### Source material ###

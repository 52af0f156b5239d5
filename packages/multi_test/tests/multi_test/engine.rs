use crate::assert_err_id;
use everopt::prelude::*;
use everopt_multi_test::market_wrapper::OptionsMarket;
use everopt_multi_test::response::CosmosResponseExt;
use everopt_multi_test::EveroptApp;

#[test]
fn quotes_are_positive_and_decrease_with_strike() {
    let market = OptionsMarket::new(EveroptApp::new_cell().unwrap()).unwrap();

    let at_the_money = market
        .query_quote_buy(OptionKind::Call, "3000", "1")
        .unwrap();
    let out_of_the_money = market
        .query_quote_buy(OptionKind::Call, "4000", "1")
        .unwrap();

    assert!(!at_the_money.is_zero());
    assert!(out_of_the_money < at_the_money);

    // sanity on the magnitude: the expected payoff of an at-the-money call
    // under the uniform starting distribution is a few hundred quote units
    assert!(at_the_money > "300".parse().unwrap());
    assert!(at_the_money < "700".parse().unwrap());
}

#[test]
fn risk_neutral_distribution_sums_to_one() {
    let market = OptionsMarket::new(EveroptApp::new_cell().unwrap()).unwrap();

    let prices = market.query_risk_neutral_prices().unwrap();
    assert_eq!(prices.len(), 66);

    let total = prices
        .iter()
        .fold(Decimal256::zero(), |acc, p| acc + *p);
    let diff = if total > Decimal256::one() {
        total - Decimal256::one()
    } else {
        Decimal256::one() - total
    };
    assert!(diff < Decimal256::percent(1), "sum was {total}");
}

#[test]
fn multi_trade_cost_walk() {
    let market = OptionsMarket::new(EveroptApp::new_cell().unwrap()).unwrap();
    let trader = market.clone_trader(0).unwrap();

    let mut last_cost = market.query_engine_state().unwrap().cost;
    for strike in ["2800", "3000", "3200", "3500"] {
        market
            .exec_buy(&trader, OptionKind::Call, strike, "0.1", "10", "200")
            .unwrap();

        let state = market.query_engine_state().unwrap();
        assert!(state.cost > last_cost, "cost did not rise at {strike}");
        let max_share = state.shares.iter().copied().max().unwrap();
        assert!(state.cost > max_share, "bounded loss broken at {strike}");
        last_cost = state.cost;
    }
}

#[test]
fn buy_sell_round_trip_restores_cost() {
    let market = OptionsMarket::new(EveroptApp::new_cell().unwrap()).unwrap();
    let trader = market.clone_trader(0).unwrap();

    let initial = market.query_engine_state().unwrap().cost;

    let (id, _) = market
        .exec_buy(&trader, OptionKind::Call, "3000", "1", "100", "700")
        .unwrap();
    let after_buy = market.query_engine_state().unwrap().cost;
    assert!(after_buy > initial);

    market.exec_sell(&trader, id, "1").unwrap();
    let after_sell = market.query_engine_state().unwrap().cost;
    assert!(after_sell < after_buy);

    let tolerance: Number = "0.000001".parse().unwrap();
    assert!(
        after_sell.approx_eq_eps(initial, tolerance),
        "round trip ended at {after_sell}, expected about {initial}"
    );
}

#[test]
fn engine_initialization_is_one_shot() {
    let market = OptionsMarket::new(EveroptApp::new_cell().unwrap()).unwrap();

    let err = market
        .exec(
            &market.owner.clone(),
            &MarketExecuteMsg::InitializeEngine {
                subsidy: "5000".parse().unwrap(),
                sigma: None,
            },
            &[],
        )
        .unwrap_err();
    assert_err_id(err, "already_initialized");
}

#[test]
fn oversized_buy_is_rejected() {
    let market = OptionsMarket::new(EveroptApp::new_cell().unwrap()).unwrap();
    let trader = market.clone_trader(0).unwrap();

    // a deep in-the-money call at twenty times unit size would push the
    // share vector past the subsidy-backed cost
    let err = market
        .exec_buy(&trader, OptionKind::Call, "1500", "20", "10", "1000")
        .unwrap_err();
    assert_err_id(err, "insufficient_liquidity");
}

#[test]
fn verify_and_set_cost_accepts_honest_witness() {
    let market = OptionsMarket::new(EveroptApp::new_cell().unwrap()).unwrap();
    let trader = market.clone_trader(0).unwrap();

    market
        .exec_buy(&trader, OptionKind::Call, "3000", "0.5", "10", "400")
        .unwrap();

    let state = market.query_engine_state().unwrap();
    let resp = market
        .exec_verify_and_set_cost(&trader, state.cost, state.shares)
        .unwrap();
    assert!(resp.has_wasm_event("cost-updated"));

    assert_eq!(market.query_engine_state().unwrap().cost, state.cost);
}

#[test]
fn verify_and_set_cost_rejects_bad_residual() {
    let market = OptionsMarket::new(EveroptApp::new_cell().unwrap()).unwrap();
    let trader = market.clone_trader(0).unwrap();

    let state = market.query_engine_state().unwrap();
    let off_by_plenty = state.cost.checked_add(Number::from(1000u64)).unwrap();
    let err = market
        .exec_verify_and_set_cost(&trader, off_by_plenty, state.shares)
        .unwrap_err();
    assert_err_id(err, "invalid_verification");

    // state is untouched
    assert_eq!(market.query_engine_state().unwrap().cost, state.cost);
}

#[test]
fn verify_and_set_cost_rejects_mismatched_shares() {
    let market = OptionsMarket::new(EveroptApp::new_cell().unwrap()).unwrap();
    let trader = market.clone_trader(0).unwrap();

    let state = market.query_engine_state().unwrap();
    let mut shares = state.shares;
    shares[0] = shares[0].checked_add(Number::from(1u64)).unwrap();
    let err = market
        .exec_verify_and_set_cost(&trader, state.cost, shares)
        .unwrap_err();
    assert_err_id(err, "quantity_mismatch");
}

###

- [Problem details] Give back the whole listing. Match it exactly.

- [Response to the exercise]
repository 52af0f156b5239d5
filename packages/multi_test/tests/multi_test/engine.rs
use crate::assert_err_id;
use everopt::prelude::*;
use everopt_multi_test::market_wrapper::OptionsMarket;
use everopt_multi_test::response::CosmosResponseExt;
use everopt_multi_test::EveroptApp;

#[test]
fn quotes_are_positive_and_decrease_with_strike() {
    let market = OptionsMarket::new(EveroptApp::new_cell().unwrap()).unwrap();

    let at_the_money = market
        .query_quote_buy(OptionKind::Call, "3000", "1")
        .unwrap();
    let out_of_the_money = market
        .query_quote_buy(OptionKind::Call, "4000", "1")
        .unwrap();

    assert!(!at_the_money.is_zero());
    assert!(out_of_the_money < at_the_money);

    // sanity on the magnitude: the expected payoff of an at-the-money call
    // under the uniform starting distribution is a few hundred quote units
    assert!(at_the_money > "300".parse().unwrap());
    assert!(at_the_money < "700".parse().unwrap());
}

#[test]
fn risk_neutral_distribution_sums_to_one() {
    let market = OptionsMarket::new(EveroptApp::new_cell().unwrap()).unwrap();

    let prices = market.query_risk_neutral_prices().unwrap();
    assert_eq!(prices.len(), 66);

    let total = prices
        .iter()
        .fold(Decimal256::zero(), |acc, p| acc + *p);
    let diff = if total > Decimal256::one() {
        total - Decimal256::one()
    } else {
        Decimal256::one() - total
    };
    assert!(diff < Decimal256::percent(1), "sum was {total}");
}

#[test]
fn multi_trade_cost_walk() {
    let market = OptionsMarket::new(EveroptApp::new_cell().unwrap()).unwrap();
    let trader = market.clone_trader(0).unwrap();

    let mut last_cost = market.query_engine_state().unwrap().cost;
    for strike in ["2800", "3000", "3200", "3500"] {
        market
            .exec_buy(&trader, OptionKind::Call, strike, "0.1", "10", "200")
            .unwrap();

        let state = market.query_engine_state().unwrap();
        assert!(state.cost > last_cost, "cost did not rise at {strike}");
        let max_share = state.shares.iter().copied().max().unwrap();
        assert!(state.cost > max_share, "bounded loss broken at {strike}");
        last_cost = state.cost;
    }
}

#[test]
fn buy_sell_round_trip_restores_cost() {
    let market = OptionsMarket::new(EveroptApp::new_cell().unwrap()).unwrap();
    let trader = market.clone_trader(0).unwrap();

    let initial = market.query_engine_state().unwrap().cost;

    let (id, _) = market
        .exec_buy(&trader, OptionKind::Call, "3000", "1", "100", "700")
        .unwrap();
    let after_buy = market.query_engine_state().unwrap().cost;
    assert!(after_buy > initial);

    market.exec_sell(&trader, id, "1").unwrap();
    let after_sell = market.query_engine_state().unwrap().cost;
    assert!(after_sell < after_buy);

    let tolerance: Number = "0.000001".parse().unwrap();
    assert!(
        after_sell.approx_eq_eps(initial, tolerance),
        "round trip ended at {after_sell}, expected about {initial}"
    );
}

#[test]
fn engine_initialization_is_one_shot() {
    let market = OptionsMarket::new(EveroptApp::new_cell().unwrap()).unwrap();

    let err = market
        .exec(
            &market.owner.clone(),
            &MarketExecuteMsg::InitializeEngine {
                subsidy: "5000".parse().unwrap(),
                sigma: None,
            },
            &[],
        )
        .unwrap_err();
    assert_err_id(err, "already_initialized");
}

#[test]
fn oversized_buy_is_rejected() {
    let market = OptionsMarket::new(EveroptApp::new_cell().unwrap()).unwrap();
    let trader = market.clone_trader(0).unwrap();

    // a deep in-the-money call at twenty times unit size would push the
    // share vector past the subsidy-backed cost
    let err = market
        .exec_buy(&trader, OptionKind::Call, "1500", "20", "10", "1000")
        .unwrap_err();
    assert_err_id(err, "insufficient_liquidity");
}

#[test]
fn verify_and_set_cost_accepts_honest_witness() {
    let market = OptionsMarket::new(EveroptApp::new_cell().unwrap()).unwrap();
    let trader = market.clone_trader(0).unwrap();

    market
        .exec_buy(&trader, OptionKind::Call, "3000", "0.5", "10", "400")
        .unwrap();

    let state = market.query_engine_state().unwrap();
    let resp = market
        .exec_verify_and_set_cost(&trader, state.cost, state.shares)
        .unwrap();
    assert!(resp.has_wasm_event("cost-updated"));

    assert_eq!(market.query_engine_state().unwrap().cost, state.cost);
}

#[test]
fn verify_and_set_cost_rejects_bad_residual() {
    let market = OptionsMarket::new(EveroptApp::new_cell().unwrap()).unwrap();
    let trader = market.clone_trader(0).unwrap();

    let state = market.query_engine_state().unwrap();
    let off_by_plenty = state.cost.checked_add(Number::from(1000u64)).unwrap();
    let err = market
        .exec_verify_and_set_cost(&trader, off_by_plenty, state.shares)
        .unwrap_err();
    assert_err_id(err, "invalid_verification");

    // state is untouched
    assert_eq!(market.query_engine_state().unwrap().cost, state.cost);
}

#[test]
fn verify_and_set_cost_rejects_mismatched_shares() {
    let market = OptionsMarket::new(EveroptApp::new_cell().unwrap()).unwrap();
    let trader = market.clone_trader(0).unwrap();

    let state = market.query_engine_state().unwrap();
    let mut shares = state.shares;
    shares[0] = shares[0].checked_add(Number::from(1u64)).unwrap();
    let err = market
        .exec_verify_and_set_cost(&trader, state.cost, shares)
        .unwrap_err();
    assert_err_id(err, "quantity_mismatch");
}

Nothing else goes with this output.